Lo scorso 5 dicembre, l’europarlamentare della Lega Silvia Sardone ha avanzato un’altra domanda al Parlamento europeo in cui, tra le altre cose, chiedeva alla Commissione Ue «qual è la sua opinione sul sistema Nutri-score» e se «intende portare avanti questo modello di classificazione a livello europeo».

Di recente, soggetti come Coldiretti e Federalimentare hanno fortemente criticato il Nutri-score, accusato di penalizzare il commercio del Made in Italy nei Paesi in cui è utilizzato il sistema di etichettatura colorato.

Il precedente esecutivo, a guida Lega-M5s, aveva invece inserito tra gli obiettivi del Contratto di governo quello di adottare un sistema di etichettatura che proteggesse i prodotti italiani e di limitare la diffusione di etichette simili al Nutri-score.

Il verdetto

Nelle ultime settimane, Salvini ripete spesso in televisione e sui social che l’Unione europea vorrebbe introdurre in Italia un sistema di etichettatura degli alimenti che metterebbe «fuorilegge» la dieta mediterranea. Il Nutri-score, secondo l’ex ministro dell’Interno, dice che l’olio, il parmigiano e il prosciutto crudo «fanno male», mentre la Coca-zero e le patate surgelate «fanno bene».

Questa dichiarazione di Salvini contiene almeno tre errori. Il Nutri-score non è un progetto dell’Unione europea (e nemmeno «segreto», come ha detto Salvini su Rete4), ma è un sistema di etichettatura introdotto nel 2017 in Francia, su base volontaria e dopo diversi anni di consultazioni tra scienziati e legislatori.

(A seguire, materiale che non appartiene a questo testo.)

//! Error types for the protocol layer.
//!
//! Two enums, one per layer of the wire format:
//!
//! - [`CodecError`]: the payload codec couldn't turn a value into bytes
//!   or bytes back into a value.
//! - [`ProtocolError`]: what the envelope functions return. Codec
//!   failures are wrapped with the frame context (type, length) so the
//!   caller can log and drop the connection without re-deriving it.

use crate::MessageType;

/// Errors produced by a [`PayloadCodec`](crate::PayloadCodec).
///
/// Variants that depend on an optional codec only exist when that
/// codec's feature is enabled.
#[derive(Debug, thiserror::Error)]
pub enum CodecError {
    /// JSON (de)serialization failed.
    #[cfg(feature = "json")]
    #[error("json: {0}")]
    Json(#[from] serde_json::Error),

    /// bincode (de)serialization failed.
    #[cfg(feature = "compact")]
    #[error("bincode: {0}")]
    Bincode(#[from] bincode::Error),

    /// Compressing or decompressing the payload body failed.
    #[error("compression: {0}")]
    Compression(#[source] std::io::Error),

    /// The payload's first byte isn't a compression marker we know.
    #[error("unknown compression marker {0:#04x}")]
    UnknownMarker(u8),

    /// The payload is empty but the codec needs at least a marker byte.
    #[error("empty payload")]
    Empty,

    /// The decompressed body would exceed the configured limit.
    #[error("payload exceeds {max} bytes")]
    TooLarge { max: usize },
}

/// Errors returned by the envelope functions.
///
/// Each variant maps to one failure class of the wire format. An
/// unrecognized message type is not one of them: it parses successfully
/// as [`MessageType::Unrecognized`].
#[derive(Debug, thiserror::Error)]
pub enum ProtocolError {
    /// A frame was requested with protocol version 0.
    ///
    /// Version 0 is reserved and never transmitted. This is returned
    /// before the payload is serialized.
    #[error("protocol version 0 is reserved")]
    ZeroVersion,

    /// The buffer is too short to hold the 2-byte header.
    #[error("frame too short: {len} bytes, need at least {min}", min = crate::HEADER_LEN)]
    Framing { len: usize },

    /// The payload codec failed to serialize an outgoing message.
    #[error("failed to encode {message_type} payload: {source}")]
    Encode {
        message_type: MessageType,
        #[source]
        source: CodecError,
    },

    /// The payload codec failed to deserialize a payload slice.
    ///
    /// `message_type` is `None` when the slice was decoded on its own
    /// via [`deserialize_payload`](crate::deserialize_payload) and the
    /// caller didn't say which frame it came from.
    #[error(
        "failed to decode {} payload ({len} bytes): {source}",
        type_label(.message_type)
    )]
    PayloadDecode {
        message_type: Option<MessageType>,
        len: usize,
        #[source]
        source: CodecError,
    },
}

fn type_label(message_type: &Option<MessageType>) -> String {
    match message_type {
        Some(t) => t.to_string(),
        None => "untyped".to_string(),
    }
}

Il secondo errore di Salvini è pensare che i Nutri-score divida gli alimenti tra quelli “buoni” e quelli “cattivi” e che serva per confrontare prodotti molto diversi tra loro, come l’olio e la Coca-cola Zero.

Inoltre, Salvini sbaglia quando riduce il concetto di “dieta mediterranea” a pochi prodotti tipici italiani (come il gorgonzola e il prosciutto crudo), dimenticandosi che alla base dell’alimentazione mediterranea ci sono soprattutto verdura, frutta e cereali, tutti classificati con i punteggi migliori dal Nutri-score.

Non ci sono poi particolari accanimenti contro l’Italia. La classificazione più bassa di questo sistema di etichettatura è assegnata anche a prodotti non italiani, come il formaggio francese o il prosciutto crudo spagnolo. In conclusione, Salvini si merita una “Panzana pazzesca”.